Stored items:
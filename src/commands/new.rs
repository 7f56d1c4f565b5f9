use anyhow::Result;
use chrono::{Local, Utc};
use dialoguer::Confirm;
use owo_colors::OwoColorize;
use tracing::error;

use dayboard_core::timestamp::parse_edit_string;

use crate::client::ApiClient;
use crate::commands::{prompt_form, warn_reload_failure};
use crate::controller::{CalendarController, SaveOutcome};
use crate::editor::Slot;
use crate::utils::tui::request_spinner;

pub struct NewArgs {
    pub title: Option<String>,
    pub start: Option<String>,
    pub end: Option<String>,
    pub description: Option<String>,
    pub all_day: bool,
}

pub async fn run(client: &ApiClient, args: NewArgs) -> Result<()> {
    let mut controller = CalendarController::new(client, Local);

    // Start/end given on the command line act as the selected slot
    let slot = match (&args.start, &args.end) {
        (None, None) => None,
        (start, end) => Some(Slot {
            start: start
                .as_deref()
                .map(|s| parse_edit_string(s, &Local))
                .transpose()?,
            end: end
                .as_deref()
                .map(|s| parse_edit_string(s, &Local))
                .transpose()?,
        }),
    };

    let interactive = args.title.is_none() || args.start.is_none();

    controller.open_new(slot, Utc::now());
    if let Some(form) = controller.form_mut() {
        if let Some(title) = args.title {
            form.title = title;
        }
        if let Some(description) = args.description {
            form.description = description;
        }
        form.all_day = args.all_day;
    }

    loop {
        if interactive {
            if let Some(form) = controller.form_mut() {
                prompt_form(form, !args.all_day)?;
            }
        }
        let title = controller
            .form()
            .map(|f| f.title.trim().to_string())
            .unwrap_or_default();

        let spinner = request_spinner("Saving...");
        let result = controller.save().await;
        spinner.finish_and_clear();

        match result {
            Ok(SaveOutcome::Saved { reload_error }) => {
                if interactive {
                    println!();
                }
                println!("{}", format!("Created: {}", title).green());
                if let Some(e) = reload_error {
                    warn_reload_failure(&e);
                }
                return Ok(());
            }
            Ok(_) => return Ok(()),
            Err(e) => {
                error!(error = %e, "create failed");
                eprintln!("{}", format!("Save failed: {e}").red());
                // Form stays open and seeded; offer a retry
                if !interactive
                    || !Confirm::new()
                        .with_prompt("Try again?")
                        .default(true)
                        .interact()?
                {
                    return Err(e.into());
                }
            }
        }
    }
}
//! Core types for dayboard.
//!
//! This crate provides the types shared between the dayboard CLI and any
//! other front end talking to the same stores:
//! - `Event`, `EventDraft` and their wire representations
//! - `Note`, `NoteDraft` for the notes board
//! - `timestamp` for converting between typed instants and the
//!   minute-precision editor strings
//! - `error` for the remote-access error taxonomy

pub mod error;
pub mod event;
pub mod note;
pub mod timestamp;

pub use error::{ApiError, ApiResult, ResponseBody};
pub use event::{Event, EventDraft};
pub use note::{Note, NoteDraft};
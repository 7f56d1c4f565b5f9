//! Notes board types.

use serde::{Deserialize, Serialize};

/// A persisted note, as returned by the notes store.
#[derive(Debug, Clone, PartialEq, Serialize, Deserialize)]
pub struct Note {
    pub id: i64,
    pub text: String,
}

/// An outgoing note payload.
#[derive(Debug, Clone, PartialEq, Serialize)]
pub struct NoteDraft {
    pub text: String,
}

/// Sort notes newest-first.
///
/// Orders by id descending, which approximates recency only when the store
/// assigns ids monotonically. Confirm against the actual backend before
/// relying on this for anything stronger than display order.
pub fn sort_newest_first(notes: &mut [Note]) {
    notes.sort_by(|a, b| b.id.cmp(&a.id));
}
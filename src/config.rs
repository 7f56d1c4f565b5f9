use std::path::PathBuf;

use anyhow::{Context, Result};
use serde::{Deserialize, Serialize};

static DEFAULT_API_URL: &str = "http://localhost:3000";
static API_URL_ENV_VAR: &str = "DAYBOARD_API_URL";

fn default_api_url() -> String {
    DEFAULT_API_URL.to_string()
}

/// Global configuration at ~/.config/dayboard/config.toml
///
/// The `DAYBOARD_API_URL` environment variable overrides the file.
#[derive(Debug, Clone, Serialize, Deserialize)]
pub struct Config {
    #[serde(default = "default_api_url")]
    pub api_url: String,
}

impl Default for Config {
    fn default() -> Self {
        Config {
            api_url: default_api_url(),
        }
    }
}

impl Config {
    pub fn base_dir() -> Result<PathBuf> {
        let config_dir = dirs::config_dir()
            .ok_or_else(|| anyhow::anyhow!("Could not determine config directory"))?;
        Ok(config_dir.join("dayboard"))
    }

    pub fn config_path() -> Result<PathBuf> {
        Ok(Self::base_dir()?.join("config.toml"))
    }

    pub fn load() -> Result<Self> {
        let from_file = match Self::config_path() {
            Ok(path) if path.exists() => {
                let content = std::fs::read_to_string(&path)
                    .with_context(|| format!("Failed to read {}", path.display()))?;
                Some(toml::from_str(&content).with_context(|| {
                    format!("Failed to parse config at {}", path.display())
                })?)
            }
            _ => None,
        };

        Ok(Self::resolve(std::env::var(API_URL_ENV_VAR).ok(), from_file))
    }

    /// Combine the env override with the file config, falling back to the default.
    fn resolve(env_url: Option<String>, from_file: Option<Config>) -> Self {
        let mut config = from_file.unwrap_or_default();
        if let Some(url) = env_url.filter(|url| !url.trim().is_empty()) {
            config.api_url = url;
        }
        // Trailing slashes would produce double-slash endpoint paths
        config.api_url = config.api_url.trim_end_matches('/').to_string();
        config
    }
}
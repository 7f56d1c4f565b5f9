use anyhow::Result;
use chrono::{Local, Utc};
use dialoguer::Confirm;
use owo_colors::OwoColorize;
use tracing::error;

use crate::client::ApiClient;
use crate::commands::{prompt_form, trace_failure, warn_reload_failure};
use crate::controller::{CalendarController, SaveOutcome};
use crate::utils::tui::request_spinner;

pub async fn run(client: &ApiClient, id: &str) -> Result<()> {
    let mut controller = CalendarController::new(client, Local);

    let spinner = request_spinner("Fetching events...");
    let result = controller.load().await;
    spinner.finish_and_clear();
    trace_failure(result, "event list")?;

    let event = controller
        .events()
        .iter()
        .find(|e| e.id == id)
        .cloned()
        .ok_or_else(|| anyhow::anyhow!("Event not found: {}", id))?;

    controller.open_edit(event, Utc::now());

    loop {
        if let Some(form) = controller.form_mut() {
            prompt_form(form, true)?;
        }
        let title = controller
            .form()
            .map(|f| f.title.trim().to_string())
            .unwrap_or_default();

        let spinner = request_spinner("Saving...");
        let result = controller.save().await;
        spinner.finish_and_clear();

        match result {
            Ok(SaveOutcome::Saved { reload_error }) => {
                println!("\n{}", format!("Updated: {}", title).green());
                if let Some(e) = reload_error {
                    warn_reload_failure(&e);
                }
                return Ok(());
            }
            Ok(_) => return Ok(()),
            Err(e) => {
                error!(error = %e, id, "update failed");
                eprintln!("{}", format!("Save failed: {e}").red());
                if !Confirm::new()
                    .with_prompt("Try again?")
                    .default(true)
                    .interact()?
                {
                    return Err(e.into());
                }
            }
        }
    }
}
pub mod auth;
pub mod delete;
pub mod edit;
pub mod events;
pub mod new;
pub mod notes;

use std::fmt;

use anyhow::Result;
use chrono::TimeZone;
use dialoguer::{Confirm, Input};
use owo_colors::OwoColorize;
use tracing::{error, warn};

use dayboard_core::{ApiError, ApiResult};

use crate::editor::EventForm;

/// Log a failed remote call before handing the error up, so every
/// user-facing failure leaves a diagnostic behind.
pub(crate) fn trace_failure<T>(result: ApiResult<T>, what: &str) -> ApiResult<T> {
    result.inspect_err(|e| error!(error = %e, what, "request failed"))
}

/// The mutation landed; only the follow-up reload broke. Report that
/// honestly instead of making the save look failed.
pub(crate) fn warn_reload_failure(e: &ApiError) {
    warn!(error = %e, "reload after successful mutation failed");
    eprintln!(
        "{}",
        format!("Saved, but refreshing the list failed: {e}").yellow()
    );
}

/// Fill in the open form's fields interactively, using the seeded values
/// as defaults so a retry (or an edit) starts from what is already there.
pub(crate) fn prompt_form<Tz>(form: &mut EventForm<Tz>, ask_all_day: bool) -> Result<()>
where
    Tz: TimeZone,
    Tz::Offset: fmt::Display,
{
    form.title = Input::new()
        .with_prompt("  Title")
        .with_initial_text(form.title.clone())
        .interact_text()?;

    form.description = Input::new()
        .with_prompt("  Description (optional)")
        .with_initial_text(form.description.clone())
        .allow_empty(true)
        .interact_text()?;

    form.start = Input::new()
        .with_prompt("  Start (YYYY-MM-DDTHH:MM)")
        .with_initial_text(form.start.clone())
        .interact_text()?;

    form.end = Input::new()
        .with_prompt("  End (YYYY-MM-DDTHH:MM)")
        .with_initial_text(form.end.clone())
        .interact_text()?;

    if ask_all_day {
        form.all_day = Confirm::new()
            .with_prompt("  All day?")
            .default(form.all_day)
            .interact()?;
    }

    Ok(())
}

PROBLEM: Look back at the entries above and repeat, unchanged, every line from the line holding "pub mod timestamp;" through the line holding "actual backend before".

RESULT OF THE TASK:
pub mod timestamp;

pub use error::{ApiError, ApiResult, ResponseBody};
pub use event::{Event, EventDraft};
pub use note::{Note, NoteDraft};
repository 7f56d1c4f565b5f9
//! Notes board types.

use serde::{Deserialize, Serialize};

/// A persisted note, as returned by the notes store.
#[derive(Debug, Clone, PartialEq, Serialize, Deserialize)]
pub struct Note {
    pub id: i64,
    pub text: String,
}

/// An outgoing note payload.
#[derive(Debug, Clone, PartialEq, Serialize)]
pub struct NoteDraft {
    pub text: String,
}

/// Sort notes newest-first.
///
/// Orders by id descending, which approximates recency only when the store
/// assigns ids monotonically. Confirm against the actual backend before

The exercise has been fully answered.